Fitusiran: The first approved siRNA therapy for hemophilia via reducing plasma antithrombin levels

Abstract

Hemophilia is a coagulation disorder caused by deficiencies in clotting factors and is primarily classified into hemophilia A (factor VIII deficiency) and hemophilia B (factor IX deficiency). Current treatment relies predominantly on replacement therapy, where patients receive clotting factor concentrates either episodically or prophylactically to achieve hemostasis or mitigate bleeding risks. Despite its efficacy, this approach presents limitations, including suboptimal treatment accessibility due to high costs, reduced patient compliance from frequent intravenous administration, and therapeutic failure in patients developing plasma inhibitors. These challenges underscore the need for novel therapeutics addressing unmet clinical demands. On March 28, 2025, the US Food and Drug Administration (FDA) approved fitusiran, a small interfering RNA (siRNA) therapeutic for hemophilia.

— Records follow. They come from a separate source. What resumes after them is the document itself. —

//! Error types for pipeline runs.

use std::fmt;
use std::time::Duration;

use serde::{Deserialize, Serialize};
use thiserror::Error;
use uuid::Uuid;

use super::state::RunMetadata;
use crate::error::LlmError;

/// The five pipeline stages, in execution order.
#[derive(Debug, Clone, Copy, PartialEq, Eq, Hash, Serialize, Deserialize)]
#[serde(rename_all = "snake_case")]
pub enum Stage {
    Plan,
    Retrieve,
    Query,
    Compute,
    Synthesize,
}

impl Stage {
    pub const ALL: [Stage; 5] = [
        Stage::Plan,
        Stage::Retrieve,
        Stage::Query,
        Stage::Compute,
        Stage::Synthesize,
    ];

    pub fn as_str(&self) -> &'static str {
        match self {
            Stage::Plan => "plan",
            Stage::Retrieve => "retrieve",
            Stage::Query => "query",
            Stage::Compute => "compute",
            Stage::Synthesize => "synthesize",
        }
    }
}

impl fmt::Display for Stage {
    fn fmt(&self, f: &mut fmt::Formatter<'_>) -> fmt::Result {
        f.write_str(self.as_str())
    }
}

/// A stage could not produce its output because text generation failed.
#[derive(Debug, Error)]
#[error("Stage '{stage}' failed: {source}")]
pub struct StageError {
    pub stage: Stage,
    #[source]
    pub source: LlmError,
}

impl StageError {
    pub fn new(stage: Stage, source: LlmError) -> Self {
        Self { stage, source }
    }
}

/// Why a run did not complete.
#[derive(Debug, Error)]
pub enum RunError {
    #[error(transparent)]
    Stage(#[from] StageError),

    #[error("Run exceeded its deadline of {budget:?}")]
    DeadlineExceeded { budget: Duration },
}

impl RunError {
    /// The stage that failed, if the failure came from a stage.
    pub fn stage(&self) -> Option<Stage> {
        match self {
            RunError::Stage(e) => Some(e.stage),
            RunError::DeadlineExceeded { .. } => None,
        }
    }
}

/// Errors from assembling an [`crate::agent::AnalystAgent`].
#[derive(Debug, Error)]
pub enum AgentBuildError {
    #[error("Configuration error: {0}")]
    ConfigurationError(String),

    #[error(transparent)]
    InvalidLimits(#[from] crate::error::ConfigError),
}

/// A failed run: its identity, final metadata (`success == false`, `error`
/// set) and the cause. Partial stage outputs are not kept.
#[derive(Debug, Error)]
#[error("Run {run_id} failed: {error}")]
pub struct RunFailure {
    pub run_id: Uuid,
    pub query: String,
    pub metadata: RunMetadata,
    #[source]
    pub error: RunError,
}
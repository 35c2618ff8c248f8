//! Per-run state threaded through the five stages.
//!
//! [`RunState`] carries its pipeline phase as a type parameter. Each stage
//! consumes the state of the previous phase and returns the next one
//! through a single transition that writes that stage's field and appends
//! its step record. Field readers exist only on phases where the field has
//! been written, so a stage cannot read a later stage's output and no field
//! can be written twice.

use std::fmt;
use std::marker::PhantomData;

use chrono::{DateTime, Utc};
use serde::{Deserialize, Serialize};
use uuid::Uuid;

mod sealed {
    pub trait Sealed {}
}

/// A pipeline phase marker.
pub trait Phase: sealed::Sealed + Send + Sync + 'static {}

macro_rules! phases {
    ($($(#[$doc:meta])* $name:ident),* $(,)?) => {
        $(
            $(#[$doc])*
            #[derive(Debug, Clone, Copy, Default, PartialEq, Eq)]
            pub struct $name;
            impl sealed::Sealed for $name {}
            impl Phase for $name {}
        )*
    };
}

phases!(
    /// Created; nothing produced yet.
    Started,
    /// The analysis plan is written.
    Planned,
    /// Document context is written.
    Retrieved,
    /// SQL results are written.
    Queried,
    /// Analysis results are written.
    Computed,
    /// The final answer is written.
    Completed,
);

/// Phases at or after planning.
pub trait HasPlan: Phase {}
impl HasPlan for Planned {}
impl HasPlan for Retrieved {}
impl HasPlan for Queried {}
impl HasPlan for Computed {}
impl HasPlan for Completed {}

/// Phases at or after document retrieval.
pub trait HasDocumentContext: Phase {}
impl HasDocumentContext for Retrieved {}
impl HasDocumentContext for Queried {}
impl HasDocumentContext for Computed {}
impl HasDocumentContext for Completed {}

/// Phases at or after the SQL query.
pub trait HasSqlResults: Phase {}
impl HasSqlResults for Queried {}
impl HasSqlResults for Computed {}
impl HasSqlResults for Completed {}

/// Phases at or after the analysis.
pub trait HasAnalysis: Phase {}
impl HasAnalysis for Computed {}
impl HasAnalysis for Completed {}

/// Which stage produced a step record.
#[derive(Debug, Clone, Copy, PartialEq, Eq, Serialize, Deserialize)]
#[serde(rename_all = "snake_case")]
pub enum Step {
    Planning,
    DocumentSearch,
    SqlExecution,
    Analysis,
    FinalAnswer,
}

impl Step {
    pub fn as_str(&self) -> &'static str {
        match self {
            Step::Planning => "planning",
            Step::DocumentSearch => "document_search",
            Step::SqlExecution => "sql_execution",
            Step::Analysis => "analysis",
            Step::FinalAnswer => "final_answer",
        }
    }
}

impl fmt::Display for Step {
    fn fmt(&self, f: &mut fmt::Formatter<'_>) -> fmt::Result {
        f.write_str(self.as_str())
    }
}

/// One entry in the run's audit trail.
#[derive(Debug, Clone, PartialEq, Serialize, Deserialize)]
pub struct StepRecord {
    pub role: String,
    pub step: Step,
    pub content: String,
}

impl StepRecord {
    fn assistant(step: Step, content: String) -> Self {
        Self {
            role: "assistant".to_string(),
            step,
            content,
        }
    }
}

/// Identity and outcome of a run.
#[derive(Debug, Clone, PartialEq, Serialize, Deserialize)]
pub struct RunMetadata {
    pub start_time: DateTime<Utc>,
    pub model: String,
    #[serde(default, skip_serializing_if = "Option::is_none")]
    pub duration_secs: Option<f64>,
    #[serde(default, skip_serializing_if = "Option::is_none")]
    pub success: Option<bool>,
    #[serde(default, skip_serializing_if = "Option::is_none")]
    pub error: Option<String>,
}

impl RunMetadata {
    pub fn new(model: impl Into<String>) -> Self {
        Self {
            start_time: Utc::now(),
            model: model.into(),
            duration_secs: None,
            success: None,
            error: None,
        }
    }
}

/// The record threaded through all stages of one run.
#[derive(Debug, Clone, Serialize)]
#[serde(bound = "")]
pub struct RunState<P: Phase> {
    run_id: Uuid,
    query: String,
    messages: Vec<StepRecord>,
    analysis_plan: String,
    document_context: String,
    sql_results: String,
    analysis_results: String,
    final_answer: String,
    metadata: RunMetadata,
    #[serde(skip)]
    phase: PhantomData<P>,
}

impl RunState<Started> {
    /// Creates the state for a new run with a fresh run id.
    pub fn new(query: impl Into<String>, model: impl Into<String>) -> Self {
        Self {
            run_id: Uuid::new_v4(),
            query: query.into(),
            messages: Vec::new(),
            analysis_plan: String::new(),
            document_context: String::new(),
            sql_results: String::new(),
            analysis_results: String::new(),
            final_answer: String::new(),
            metadata: RunMetadata::new(model),
            phase: PhantomData,
        }
    }

    pub(crate) fn record_plan(mut self, plan: String, message: String) -> RunState<Planned> {
        self.analysis_plan = plan;
        self.advance(Step::Planning, message)
    }
}

impl RunState<Planned> {
    pub(crate) fn record_document_context(
        mut self,
        context: String,
        message: String,
    ) -> RunState<Retrieved> {
        self.document_context = context;
        self.advance(Step::DocumentSearch, message)
    }
}

impl RunState<Retrieved> {
    pub(crate) fn record_sql_results(mut self, results: String, message: String) -> RunState<Queried> {
        self.sql_results = results;
        self.advance(Step::SqlExecution, message)
    }
}

impl RunState<Queried> {
    pub(crate) fn record_analysis(mut self, analysis: String, message: String) -> RunState<Computed> {
        self.analysis_results = analysis;
        self.advance(Step::Analysis, message)
    }
}

impl RunState<Computed> {
    /// The answer text is both the field and the step record content.
    pub(crate) fn record_final_answer(mut self, answer: String) -> RunState<Completed> {
        self.final_answer = answer.clone();
        self.advance(Step::FinalAnswer, answer)
    }
}

impl<P: Phase> RunState<P> {
    fn advance<Q: Phase>(mut self, step: Step, message: String) -> RunState<Q> {
        self.messages.push(StepRecord::assistant(step, message));
        RunState {
            run_id: self.run_id,
            query: self.query,
            messages: self.messages,
            analysis_plan: self.analysis_plan,
            document_context: self.document_context,
            sql_results: self.sql_results,
            analysis_results: self.analysis_results,
            final_answer: self.final_answer,
            metadata: self.metadata,
            phase: PhantomData,
        }
    }

    pub fn run_id(&self) -> Uuid {
        self.run_id
    }

    pub fn query(&self) -> &str {
        &self.query
    }

    /// Step records in the order the stages ran.
    pub fn messages(&self) -> &[StepRecord] {
        &self.messages
    }

    pub fn metadata(&self) -> &RunMetadata {
        &self.metadata
    }

    pub(crate) fn metadata_mut(&mut self) -> &mut RunMetadata {
        &mut self.metadata
    }
}

impl<P: HasPlan> RunState<P> {
    pub fn analysis_plan(&self) -> &str {
        &self.analysis_plan
    }
}

impl<P: HasDocumentContext> RunState<P> {
    pub fn document_context(&self) -> &str {
        &self.document_context
    }
}

impl<P: HasSqlResults> RunState<P> {
    pub fn sql_results(&self) -> &str {
        &self.sql_results
    }
}

impl<P: HasAnalysis> RunState<P> {
    pub fn analysis_results(&self) -> &str {
        &self.analysis_results
    }
}

impl RunState<Completed> {
    pub fn final_answer(&self) -> &str {
        &self.final_answer
    }
}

This first-in-class agent demonstrates pan-hemophilia efficacy by targeting antithrombin to enhance thrombin activity, irrespective of factor VIII/IX deficiency status or plasma inhibitor presence. By pioneering a mechanism of antithrombin suppression, enabling sustained therapeutic action, and facilitating precision monitoring protocols, fitusiran has the potential to redefine hemophilia treatment paradigms.